Collected data entries

--- START ---

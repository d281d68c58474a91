//! Timer-reset debounce.
//!
//! Repeated calls inside the quiet window collapse into one invocation
//! carrying the arguments of the last call. Each call cancels the pending
//! timer and schedules a fresh one a full window later.
//!
//! Two layers:
//!
//! - [`Debouncer`] only tracks the pending [`TimerId`]; the owner supplies
//!   the [`Scheduler`] and handles the fired event. Used when the debounced
//!   event shares a timer queue with other events (see `search`).
//! - [`Debounced`] wraps a callback and owns its own scheduler.
//!
//! ```
//! use std::time::Duration;
//! use memory_match::debounce::Debounced;
//!
//! let mut last = None;
//! let mut typed = Debounced::new(Duration::from_millis(300), |q: String| last = Some(q));
//! typed.call("b".to_string());
//! typed.advance(Duration::from_millis(100));
//! typed.call("be".to_string());
//! typed.advance(Duration::from_millis(300));
//! drop(typed);
//! assert_eq!(last.as_deref(), Some("be"));
//! ```

use std::time::Duration;

use crate::schedule::{Scheduler, TimerId};

/// Pending-timer bookkeeping for a debounced event.
#[derive(Clone, Debug)]
pub struct Debouncer {
    window: Duration,
    pending: Option<TimerId>,
}

impl Debouncer {
    /// Create a debouncer with the given quiet window.
    #[must_use]
    pub fn new(window: Duration) -> Self {
        Self {
            window,
            pending: None,
        }
    }

    /// The quiet window.
    #[must_use]
    pub fn window(&self) -> Duration {
        self.window
    }

    /// Cancel any pending event and schedule `event` one window from now.
    pub fn call<E>(&mut self, timers: &mut Scheduler<E>, event: E) -> TimerId {
        if let Some(previous) = self.pending.take() {
            timers.cancel(previous);
        }
        let id = timers.schedule(self.window, event);
        self.pending = Some(id);
        id
    }

    /// Tell the debouncer an event fired. Returns `true` if it was the
    /// pending debounced event.
    pub fn fired(&mut self, id: TimerId) -> bool {
        if self.pending == Some(id) {
            self.pending = None;
            true
        } else {
            false
        }
    }

    /// Drop the pending event, if any.
    pub fn cancel<E>(&mut self, timers: &mut Scheduler<E>) -> bool {
        match self.pending.take() {
            Some(id) => timers.cancel(id),
            None => false,
        }
    }

    /// Token of the pending event.
    #[must_use]
    pub fn pending(&self) -> Option<TimerId> {
        self.pending
    }
}

/// A callback wrapped in a debounce with its own virtual clock.
pub struct Debounced<A, F>
where
    F: FnMut(A),
{
    debouncer: Debouncer,
    timers: Scheduler<A>,
    callback: F,
}

impl<A, F> Debounced<A, F>
where
    F: FnMut(A),
{
    /// Wrap `callback` with a `window` debounce.
    pub fn new(window: Duration, callback: F) -> Self {
        Self {
            debouncer: Debouncer::new(window),
            timers: Scheduler::new(),
            callback,
        }
    }

    /// Request an invocation with `args`, replacing any pending one.
    pub fn call(&mut self, args: A) {
        self.debouncer.call(&mut self.timers, args);
    }

    /// Advance the clock, invoking the callback if the window elapsed.
    /// Returns the number of invocations.
    pub fn advance(&mut self, elapsed: Duration) -> usize {
        let debouncer = &mut self.debouncer;
        let callback = &mut self.callback;
        self.timers.advance_with(elapsed, |_, due| {
            debouncer.fired(due.id);
            callback(due.event);
        })
    }

    /// Drop the pending invocation.
    pub fn cancel(&mut self) -> bool {
        self.debouncer.cancel(&mut self.timers)
    }

    /// Whether an invocation is waiting.
    #[must_use]
    pub fn is_pending(&self) -> bool {
        self.debouncer.pending().is_some()
    }

    /// When the pending invocation will fire.
    #[must_use]
    pub fn due_at(&self) -> Option<Duration> {
        self.debouncer.pending().and_then(|id| self.timers.deadline(id))
    }

    /// Current virtual time.
    #[must_use]
    pub fn now(&self) -> Duration {
        self.timers.now()
    }
}

impl<A, F> std::fmt::Debug for Debounced<A, F>
where
    F: FnMut(A),
{
    fn fmt(&self, f: &mut std::fmt::Formatter<'_>) -> std::fmt::Result {
        f.debug_struct("Debounced")
            .field("debouncer", &self.debouncer)
            .field("now", &self.timers.now())
            .finish_non_exhaustive()
    }
}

--- END ---

Your objective ▸ What must be returned is a bare number, the count of lines in the entries holding the string "Returns".

Reply ▸ 2